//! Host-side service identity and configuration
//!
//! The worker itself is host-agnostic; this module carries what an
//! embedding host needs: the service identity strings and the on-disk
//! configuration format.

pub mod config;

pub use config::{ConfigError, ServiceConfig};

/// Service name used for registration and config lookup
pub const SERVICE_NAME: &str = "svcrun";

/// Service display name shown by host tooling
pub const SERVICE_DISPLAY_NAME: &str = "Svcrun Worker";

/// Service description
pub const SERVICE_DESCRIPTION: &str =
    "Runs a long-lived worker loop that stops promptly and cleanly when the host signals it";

:::

# WHAT TO WORK ON
Go through the material above and return each line that holds the word "identity".

# THE ANSWER
//! Host-side service identity and configuration
//! embedding host needs: the service identity strings and the on-disk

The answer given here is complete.